The California Department of Public Health on Tuesday reported the statewide test positivity rate for COVID-19 at 14.5%, down from a July 15 peak of 16.3%.
The latest daily case rate, of 40.7 per 100,000 residents, is down 10% in the past week.
And the number of COVID-positive patients in hospital beds across California fell to 4,654 as of Tuesday’s update, down from 4,862 one week earlier.
The current surge is fueled by contagious subvariants of omicron: the now-dominant BA.5, and its sister subvariant BA.4.
Positivity rates are now highest in parts of the San Joaquin Valley, including Merced at 22% positivity, Fresno County at 19.1% and Stanislaus at 18.4%; as well as some Southern California counties, including Riverside at 19.2%.

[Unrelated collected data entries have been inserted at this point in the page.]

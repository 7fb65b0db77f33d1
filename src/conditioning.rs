use crate::types::{ImuSample, Offset};

/// Smoothing factor for the low-pass filter.
pub const ALPHA: f64 = 0.1;

/// Remove the calibration offset and low-pass filter a raw sequence.
///
/// The filter is a causal feedback EMA: the first offset-removed sample
/// is emitted unchanged as the initial state, then each output is
/// `ALPHA * current + (1 - ALPHA) * previous_output` per axis. The
/// recurrence feeds back the filter's own output, so smoothing compounds
/// across the whole sequence; it must run strictly in arrival order.
/// Timestamps pass through untouched.
pub fn condition(samples: &[ImuSample], offset: &Offset) -> Vec<ImuSample> {
    let mut conditioned = Vec::with_capacity(samples.len());
    let mut previous: Option<ImuSample> = None;

    for sample in samples {
        let adjusted = subtract_offset(sample, offset);
        let smoothed = match previous {
            None => adjusted,
            Some(prev) => ImuSample {
                timestamp: adjusted.timestamp,
                yaw: ema(adjusted.yaw, prev.yaw),
                pitch: ema(adjusted.pitch, prev.pitch),
                roll: ema(adjusted.roll, prev.roll),
                accel_x: ema(adjusted.accel_x, prev.accel_x),
                accel_y: ema(adjusted.accel_y, prev.accel_y),
                accel_z: ema(adjusted.accel_z, prev.accel_z),
                gyro_x: ema(adjusted.gyro_x, prev.gyro_x),
                gyro_y: ema(adjusted.gyro_y, prev.gyro_y),
                gyro_z: ema(adjusted.gyro_z, prev.gyro_z),
            },
        };
        conditioned.push(smoothed);
        previous = Some(smoothed);
    }

    conditioned
}

fn ema(current: f64, previous_filtered: f64) -> f64 {
    ALPHA * current + (1.0 - ALPHA) * previous_filtered
}

fn subtract_offset(sample: &ImuSample, offset: &Offset) -> ImuSample {
    ImuSample {
        timestamp: sample.timestamp,
        yaw: sample.yaw - offset.yaw,
        pitch: sample.pitch - offset.pitch,
        roll: sample.roll - offset.roll,
        accel_x: sample.accel_x - offset.accel_x,
        accel_y: sample.accel_y - offset.accel_y,
        accel_z: sample.accel_z - offset.accel_z,
        gyro_x: sample.gyro_x - offset.gyro_x,
        gyro_y: sample.gyro_y - offset.gyro_y,
        gyro_z: sample.gyro_z - offset.gyro_z,
    }
}
//! Acquisition-to-metrics pipeline for a wireless IMU cricket ball.
//!
//! The ball streams base64-encoded ten-field samples over the wireless
//! link; this crate buffers them into recording sessions, persists each
//! session as a raw CSV artifact, and runs the offline processing
//! stage: calibration-offset estimation, low-pass conditioning,
//! kinematic integration (velocity, speed, cumulative distance), spin
//! rate and direction classification, and summary aggregation.
//!
//! Link pairing, presentation, and auth live outside this crate; the
//! core is driven programmatically through [`SessionRecorder`],
//! [`ArtifactStore`], and [`pipeline::process_session`].

pub mod calibration;
pub mod conditioning;
pub mod decoder;
pub mod error;
pub mod ingest;
pub mod kinematics;
pub mod metrics;
pub mod pipeline;
pub mod session;
pub mod spin;
pub mod storage;
pub mod types;

pub use error::{Result, TrackerError};
pub use session::{Session, SessionRecorder, SessionState};
pub use storage::{ArtifactStore, SessionInfo};
pub use types::{CalculatedSample, ImuSample, Offset, SessionSummary, SpinDirection};
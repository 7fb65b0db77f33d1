use crate::types::{ImuSample, Offset};

/// Maximum number of leading samples used to estimate the bias.
pub const CALIBRATION_WINDOW: usize = 1000;

/// Estimate the per-axis calibration offset from the start of a raw
/// sequence.
///
/// Uses the arithmetic mean of each axis over the first
/// `min(CALIBRATION_WINDOW, N)` samples. An empty sequence yields the
/// zero offset so the pipeline stays total on zero-row sessions.
pub fn estimate_offset(samples: &[ImuSample]) -> Offset {
    let count = samples.len().min(CALIBRATION_WINDOW);
    if count == 0 {
        return Offset::default();
    }

    let mut offset = Offset::default();
    for sample in &samples[..count] {
        offset.yaw += sample.yaw;
        offset.pitch += sample.pitch;
        offset.roll += sample.roll;
        offset.accel_x += sample.accel_x;
        offset.accel_y += sample.accel_y;
        offset.accel_z += sample.accel_z;
        offset.gyro_x += sample.gyro_x;
        offset.gyro_y += sample.gyro_y;
        offset.gyro_z += sample.gyro_z;
    }

    let n = count as f64;
    offset.yaw /= n;
    offset.pitch /= n;
    offset.roll /= n;
    offset.accel_x /= n;
    offset.accel_y /= n;
    offset.accel_z /= n;
    offset.gyro_x /= n;
    offset.gyro_y /= n;
    offset.gyro_z /= n;
    offset
}
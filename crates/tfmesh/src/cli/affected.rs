//! `tfmesh affected` command implementation.

use std::collections::BTreeSet;
use std::path::PathBuf;

use colored::Colorize;

use super::display::{print_ids, print_json};
use super::Context;

/// Run the affected command.
///
/// Changed files are classified into modules and library directories and
/// merged with the explicitly named modules and libraries.
pub fn run(
    ctx: &Context,
    modules: &[String],
    files: &[PathBuf],
    libraries: &[PathBuf],
    json: bool,
) -> Result<(), tfmesh::Error> {
    if modules.is_empty() && files.is_empty() && libraries.is_empty() {
        return Err(tfmesh::Error::Config(
            "nothing changed: pass --module, --file or --library".to_string(),
        ));
    }

    let analysis = ctx.analyze()?;
    let changes = analysis.classify(files);

    for id in modules {
        if !analysis.graph.contains(id) {
            tracing::warn!(module = %id, "Unknown module, ignoring");
        }
    }

    let changed_modules: BTreeSet<&str> = modules
        .iter()
        .map(String::as_str)
        .chain(changes.modules.iter().map(String::as_str))
        .collect();
    let changed_libraries: BTreeSet<PathBuf> = libraries
        .iter()
        .map(|lib| tfmesh::normalize(&analysis.root.join(lib)))
        .chain(changes.library_paths.iter().cloned())
        .collect();

    let changed_modules: Vec<&str> = changed_modules.into_iter().collect();
    let changed_libraries: Vec<PathBuf> = changed_libraries.into_iter().collect();
    let affected = analysis
        .graph
        .get_affected_modules_with_libraries(&changed_modules, &changed_libraries);

    if json {
        return print_json(&affected);
    }

    println!("{}", "Changed modules:".white().bold());
    print_ids(&changed_modules, "(none)");
    if !changed_libraries.is_empty() {
        println!("{}", "Changed libraries:".white().bold());
        for lib in &changed_libraries {
            println!("    {} {}", "•".dimmed(), lib.display());
        }
    }
    println!();
    println!(
        "{} {}",
        affected.len().to_string().green().bold(),
        "affected modules:".white().bold()
    );
    print_ids(&affected, "(none)");

    Ok(())
}
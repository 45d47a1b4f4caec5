//! `tfmesh modules` command implementation.

use colored::Colorize;
use serde::Serialize;

use super::display::{print_diagnostics, print_json};
use super::Context;

#[derive(Serialize)]
struct ModuleRow<'a> {
    id: &'a str,
    path: String,
    depends_on: &'a [String],
    dependents: Vec<&'a str>,
}

/// Run the modules command.
pub fn run(ctx: &Context, filters: &[String], json: bool) -> Result<(), tfmesh::Error> {
    let criteria = filters
        .iter()
        .map(|f| {
            f.split_once('=').ok_or_else(|| {
                tfmesh::Error::Config(format!("filter must look like FIELD=VALUE, got {f:?}"))
            })
        })
        .collect::<Result<Vec<(&str, &str)>, _>>()?;

    let analysis = ctx.analyze()?;
    let modules = analysis.index.find(&criteria);

    let mut rows = Vec::with_capacity(modules.len());
    for module in &modules {
        rows.push(ModuleRow {
            id: module.id(),
            path: module.relative_path().display().to_string(),
            depends_on: analysis
                .report
                .results
                .get(module.id())
                .map(|deps| deps.depends_on.as_slice())
                .unwrap_or_default(),
            dependents: analysis.graph.dependents(module.id())?,
        });
    }

    if json {
        return print_json(&rows);
    }

    println!(
        "{} {}",
        rows.len().to_string().green().bold(),
        "modules".white().bold()
    );
    for row in &rows {
        println!("  {}", row.id.cyan());
        if !row.depends_on.is_empty() {
            println!("    {} {}", "depends on".dimmed(), row.depends_on.join(", "));
        }
        if !row.dependents.is_empty() {
            println!("    {} {}", "used by".dimmed(), row.dependents.join(", "));
        }
    }

    print_diagnostics(&analysis.report.diagnostics);
    Ok(())
}
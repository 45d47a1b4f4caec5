//! Cycle detection.
//!
//! Works on any graph, valid or not; it is how an ordering failure gets
//! explained.

use std::fmt;

use petgraph::graph::NodeIndex;
use petgraph::Direction;
use serde::Serialize;

use super::DependencyGraph;

/// A dependency loop, in edge order.
///
/// `a -> b -> c` means `a` depends on `b`, `b` on `c`, and `c` back on `a`.
#[derive(Debug, Clone, PartialEq, Eq, Serialize)]
pub struct Cycle {
    modules: Vec<String>,
}

impl Cycle {
    /// Create a cycle from the module IDs along the loop.
    #[must_use]
    pub fn new(modules: Vec<String>) -> Self {
        Self { modules }
    }

    /// Module IDs along the loop, first module not repeated.
    #[must_use]
    pub fn modules(&self) -> &[String] {
        &self.modules
    }

    /// Number of modules in the loop.
    #[must_use]
    pub fn len(&self) -> usize {
        self.modules.len()
    }

    /// `true` for a cycle with no modules.
    #[must_use]
    pub fn is_empty(&self) -> bool {
        self.modules.is_empty()
    }

    /// `true` if the module is part of the loop.
    #[must_use]
    pub fn contains(&self, id: &str) -> bool {
        self.modules.iter().any(|m| m == id)
    }
}

impl fmt::Display for Cycle {
    fn fmt(&self, f: &mut fmt::Formatter<'_>) -> fmt::Result {
        let Some(first) = self.modules.first() else {
            return f.write_str("(empty cycle)");
        };
        for module in &self.modules {
            write!(f, "{module} -> ")?;
        }
        f.write_str(first)
    }
}

#[derive(Debug, Clone, Copy, PartialEq, Eq)]
enum Mark {
    Unvisited,
    OnPath,
    Done,
}

struct Frame {
    node: NodeIndex,
    neighbors: Vec<NodeIndex>,
    next: usize,
}

impl DependencyGraph {
    /// Find dependency cycles.
    ///
    /// Depth-first search from every node in lexical order, following
    /// dependencies in lexical order. Reaching a node that is still on the
    /// current path closes a cycle: the slice of the path from that node to
    /// the present point. Disjoint cycles are all reported; an acyclic graph
    /// yields an empty list.
    #[must_use]
    pub fn detect_cycles(&self) -> Vec<Cycle> {
        let mut marks = vec![Mark::Unvisited; self.graph.node_count()];
        let mut cycles = Vec::new();

        let mut starts: Vec<NodeIndex> = self.graph.node_indices().collect();
        starts.sort_by(|a, b| self.id_of(*a).cmp(self.id_of(*b)));

        for start in starts {
            if marks[start.index()] != Mark::Unvisited {
                continue;
            }

            marks[start.index()] = Mark::OnPath;
            let mut stack = vec![self.frame(start)];

            while let Some(frame) = stack.last_mut() {
                let Some(&neighbor) = frame.neighbors.get(frame.next) else {
                    marks[frame.node.index()] = Mark::Done;
                    stack.pop();
                    continue;
                };
                frame.next += 1;

                match marks[neighbor.index()] {
                    Mark::Unvisited => {
                        marks[neighbor.index()] = Mark::OnPath;
                        stack.push(self.frame(neighbor));
                    }
                    Mark::OnPath => {
                        let from = stack
                            .iter()
                            .position(|f| f.node == neighbor)
                            .unwrap_or_default();
                        let modules = stack[from..]
                            .iter()
                            .map(|f| self.id_of(f.node).to_string())
                            .collect();
                        cycles.push(Cycle::new(modules));
                    }
                    Mark::Done => {}
                }
            }
        }

        cycles
    }

    fn frame(&self, node: NodeIndex) -> Frame {
        Frame {
            node,
            neighbors: self.sorted_neighbors(node, Direction::Outgoing),
            next: 0,
        }
    }
}

#[cfg(test)]
mod tests {
    use crate::graph::tests::graph;

    use super::*;

    /// Rotate a cycle so its lexically smallest member comes first.
    fn canonical(cycle: &Cycle) -> Vec<&str> {
        let modules: Vec<&str> = cycle.modules().iter().map(String::as_str).collect();
        let start = modules
            .iter()
            .enumerate()
            .min_by_key(|(_, m)| **m)
            .map_or(0, |(i, _)| i);
        modules[start..]
            .iter()
            .chain(&modules[..start])
            .copied()
            .collect()
    }

    #[test]
    fn three_node_loop_is_reported_in_edge_order() {
        let graph = graph(&["a", "b", "c"], &[("a", "b"), ("b", "c"), ("c", "a")]);

        let cycles = graph.detect_cycles();

        assert_eq!(cycles.len(), 1);
        assert_eq!(canonical(&cycles[0]), ["a", "b", "c"]);
        assert_eq!(cycles[0].to_string(), "a -> b -> c -> a");
    }

    #[test]
    fn acyclic_graph_has_no_cycles() {
        let graph = graph(
            &["a", "b", "c", "d"],
            &[("a", "b"), ("a", "c"), ("b", "d"), ("c", "d")],
        );

        assert!(graph.detect_cycles().is_empty());
    }

    #[test]
    fn disjoint_cycles_are_all_reported() {
        let graph = graph(
            &["a", "b", "x", "y", "z", "free"],
            &[("a", "b"), ("b", "a"), ("x", "y"), ("y", "z"), ("z", "x"), ("free", "a")],
        );

        let cycles = graph.detect_cycles();
        let mut found: Vec<Vec<&str>> = cycles.iter().map(canonical).collect();
        found.sort();

        assert_eq!(found, [vec!["a", "b"], vec!["x", "y", "z"]]);
    }

    #[test]
    fn cycle_reachable_from_a_prefix_path_excludes_the_prefix() {
        let graph = graph(
            &["entry", "a", "b"],
            &[("entry", "a"), ("a", "b"), ("b", "a")],
        );

        let cycles = graph.detect_cycles();

        assert_eq!(cycles.len(), 1);
        assert!(!cycles[0].contains("entry"));
        assert_eq!(canonical(&cycles[0]), ["a", "b"]);
    }

    #[test]
    fn detection_still_works_after_failed_ordering() {
        let graph = graph(&["a", "b"], &[("a", "b"), ("b", "a")]);

        assert!(graph.topological_sort().is_err());
        assert_eq!(graph.detect_cycles().len(), 1);
    }
}
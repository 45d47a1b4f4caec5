//! Module discovery.
//!
//! Walks a directory tree and turns every directory that sits inside the
//! configured depth range and holds at least one configuration file into a
//! [`Module`]. Placeholders of the structure pattern bind to path segments
//! positionally, so a module's identity is purely its location.
//!
//! Hidden directories, excluded directory names and directories without
//! configuration files are skipped silently. Any I/O failure while walking
//! aborts the whole scan: callers never see a partial module list.

use std::fs;
use std::path::Path;

use tracing::{debug, trace, warn};

use crate::config::{Config, StructurePattern};
use crate::error::{Error, Result};
use crate::module::{Module, ModuleIndex};

/// File suffixes recognized as module configuration sources.
const SOURCE_SUFFIXES: &[&str] = &[".tf", ".tf.json"];

/// `true` if a file name is a module configuration source.
pub(crate) fn is_source_file(name: &str) -> bool {
    SOURCE_SUFFIXES.iter().any(|s| name.ends_with(s))
}

/// Settings controlling which directories become modules.
#[derive(Debug, Clone)]
pub struct DiscoveryOptions {
    /// Placeholder names bound to path segments.
    pub pattern: StructurePattern,
    /// Shallowest candidate depth (root is depth 0).
    pub min_depth: usize,
    /// Deepest candidate depth.
    pub max_depth: usize,
    /// Whether a module may contain other modules.
    pub allow_submodules: bool,
    /// Directory names never descended into.
    pub exclude: Vec<String>,
}

impl DiscoveryOptions {
    /// Derive options from a validated configuration.
    pub fn from_config(config: &Config) -> Result<Self> {
        config.validate()?;
        Ok(Self {
            pattern: config.structure_pattern()?,
            min_depth: config.structure.min_depth,
            max_depth: config.structure.max_depth,
            allow_submodules: config.structure.allow_submodules,
            exclude: config.exclude.clone(),
        })
    }

    fn is_excluded(&self, name: &str) -> bool {
        name.starts_with('.') || self.exclude.iter().any(|e| e == name)
    }
}

impl Default for DiscoveryOptions {
    fn default() -> Self {
        // Default config is always valid.
        let config = Config::default();
        Self {
            pattern: StructurePattern::default(),
            min_depth: config.structure.min_depth,
            max_depth: config.structure.max_depth,
            allow_submodules: config.structure.allow_submodules,
            exclude: config.exclude,
        }
    }
}

/// Discover every module below `root`.
///
/// # Errors
///
/// Returns [`Error::Discovery`] if the root or any directory below it cannot
/// be read, and [`Error::Config`] if the depth bounds are unusable.
pub fn discover(root: &Path, options: &DiscoveryOptions) -> Result<ModuleIndex> {
    if options.min_depth == 0 || options.max_depth < options.min_depth {
        return Err(Error::Config(format!(
            "invalid depth range [{}, {}]",
            options.min_depth, options.max_depth
        )));
    }

    let root = root.canonicalize().map_err(|source| Error::Discovery {
        path: root.to_path_buf(),
        source,
    })?;

    let mut walker = Walker {
        root: &root,
        options,
        modules: Vec::new(),
    };
    walker.walk(&root, &mut Vec::new(), false)?;

    debug!(
        root = %root.display(),
        module_count = walker.modules.len(),
        "Discovered modules"
    );

    ModuleIndex::new(options.pattern.clone(), walker.modules)
}

struct Walker<'a> {
    root: &'a Path,
    options: &'a DiscoveryOptions,
    modules: Vec<Module>,
}

impl Walker<'_> {
    /// Recursively walk `dir`, whose segments below the root are `segments`.
    fn walk(&mut self, dir: &Path, segments: &mut Vec<String>, inside_module: bool) -> Result<()> {
        let depth = segments.len();
        let entries = fs::read_dir(dir).map_err(|source| Error::Discovery {
            path: dir.to_path_buf(),
            source,
        })?;

        let mut has_source = false;
        let mut subdirs = Vec::new();

        for entry in entries {
            let entry = entry.map_err(|source| Error::Discovery {
                path: dir.to_path_buf(),
                source,
            })?;
            let file_type = entry.file_type().map_err(|source| Error::Discovery {
                path: entry.path(),
                source,
            })?;

            let name = entry.file_name();
            let Some(name) = name.to_str() else {
                warn!(
                    directory = %dir.display(),
                    entry = ?entry.file_name(),
                    "Entry name is not valid UTF-8, skipping"
                );
                continue;
            };

            if file_type.is_file() {
                if is_source_file(name) {
                    has_source = true;
                }
            } else if file_type.is_dir() && !self.options.is_excluded(name) {
                subdirs.push(name.to_string());
            }
        }

        let in_range = (self.options.min_depth..=self.options.max_depth).contains(&depth);
        let is_module =
            in_range && has_source && (!inside_module || self.options.allow_submodules);

        if is_module {
            let module = Module::new(&self.options.pattern, self.root, segments.clone());
            trace!(module = %module.id(), "Found module");
            self.modules.push(module);
        } else if in_range && !has_source {
            trace!(directory = %dir.display(), "No configuration files, not a module");
        }

        if depth >= self.options.max_depth {
            return Ok(());
        }

        subdirs.sort();
        for name in subdirs {
            let child = dir.join(&name);
            segments.push(name);
            self.walk(&child, segments, inside_module || is_module)?;
            segments.pop();
        }

        Ok(())
    }
}

#[cfg(test)]
mod tests {
    use super::*;
    use std::fs;

    fn touch(root: &Path, rel: &str) {
        let path = root.join(rel);
        fs::create_dir_all(path.parent().unwrap()).unwrap();
        fs::write(path, "").unwrap();
    }

    fn ids(index: &ModuleIndex) -> Vec<&str> {
        index.iter().map(Module::id).collect()
    }

    #[test]
    fn finds_modules_at_pattern_depth() {
        let dir = tempfile::tempdir().unwrap();
        touch(dir.path(), "svc/prod/eu/vpc/main.tf");
        touch(dir.path(), "svc/prod/eu/eks/main.tf.json");
        touch(dir.path(), "svc/prod/eu/notes/README.md");

        let index = discover(dir.path(), &DiscoveryOptions::default()).unwrap();

        assert_eq!(ids(&index), ["svc/prod/eu/eks", "svc/prod/eu/vpc"]);
    }

    #[test]
    fn too_shallow_directories_are_skipped() {
        let dir = tempfile::tempdir().unwrap();
        touch(dir.path(), "svc/prod/main.tf");
        touch(dir.path(), "svc/prod/eu/vpc/main.tf");

        let index = discover(dir.path(), &DiscoveryOptions::default()).unwrap();

        assert_eq!(ids(&index), ["svc/prod/eu/vpc"]);
    }

    #[test]
    fn too_deep_directories_are_skipped() {
        let dir = tempfile::tempdir().unwrap();
        touch(dir.path(), "svc/prod/eu/eks/addons/extra/main.tf");

        let index = discover(dir.path(), &DiscoveryOptions::default()).unwrap();

        assert!(index.is_empty());
    }

    #[test]
    fn hidden_and_excluded_directories_are_skipped() {
        let dir = tempfile::tempdir().unwrap();
        touch(dir.path(), "svc/prod/eu/vpc/.terraform/modules/x/main.tf");
        touch(dir.path(), ".github/a/b/c/main.tf");
        touch(dir.path(), "_modules/kafka/acl/topic/main.tf");
        touch(dir.path(), "svc/prod/eu/vpc/main.tf");

        let index = discover(dir.path(), &DiscoveryOptions::default()).unwrap();

        assert_eq!(ids(&index), ["svc/prod/eu/vpc"]);
    }

    #[test]
    fn submodules_coexist_with_parent() {
        let dir = tempfile::tempdir().unwrap();
        touch(dir.path(), "svc/prod/eu/eks/main.tf");
        touch(dir.path(), "svc/prod/eu/eks/addons/main.tf");

        let index = discover(dir.path(), &DiscoveryOptions::default()).unwrap();

        assert_eq!(ids(&index), ["svc/prod/eu/eks", "svc/prod/eu/eks/addons"]);
        assert_eq!(
            index.parent("svc/prod/eu/eks/addons").map(Module::id),
            Some("svc/prod/eu/eks")
        );
    }

    #[test]
    fn submodules_are_dropped_when_disallowed() {
        let dir = tempfile::tempdir().unwrap();
        touch(dir.path(), "svc/prod/eu/eks/main.tf");
        touch(dir.path(), "svc/prod/eu/eks/addons/main.tf");
        let options = DiscoveryOptions {
            allow_submodules: false,
            ..DiscoveryOptions::default()
        };

        let index = discover(dir.path(), &options).unwrap();

        assert_eq!(ids(&index), ["svc/prod/eu/eks"]);
    }

    #[test]
    fn missing_root_is_fatal() {
        let result = discover(
            Path::new("/nonexistent/path/that/does/not/exist"),
            &DiscoveryOptions::default(),
        );

        assert!(matches!(result, Err(Error::Discovery { .. })));
    }

    #[test]
    fn module_paths_are_absolute_under_canonical_root() {
        let dir = tempfile::tempdir().unwrap();
        touch(dir.path(), "svc/prod/eu/vpc/main.tf");
        let root = dir.path().canonicalize().unwrap();

        let index = discover(dir.path(), &DiscoveryOptions::default()).unwrap();
        let vpc = index.get("svc/prod/eu/vpc").unwrap();

        assert_eq!(vpc.path(), root.join("svc/prod/eu/vpc"));
        assert!(vpc.path().is_absolute());
    }
}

Los Angeles County last week scrapped a plan to return to an indoor mask mandate. Health officials said case and hospital numbers appeared to be stabilizing, though the county found itself classified for a third straight week in the U.S. Centers for Disease Control and Prevention’s “high” community level for COVID-19 danger, which would have triggered the local mask order until Thursday’s reversal.
California as of Tuesday sat fewer than 18,000 cases away from 10 million COVID-19 lab-confirmed infections since the beginning of the pandemic in 2020, and will likely reach the eight-figure milestone later this week.
BA.5 and BA.4 made up 97% of cases nationwide and 98% for the region that includes California, each up from 95% the previous week, the CDC said in a weekly update Tuesday.
Health experts have said BA.5 and BA.4 are more contagious and better at reinfecting those recently infected with other variants, such as BA.2, which was California’s dominant strain this spring.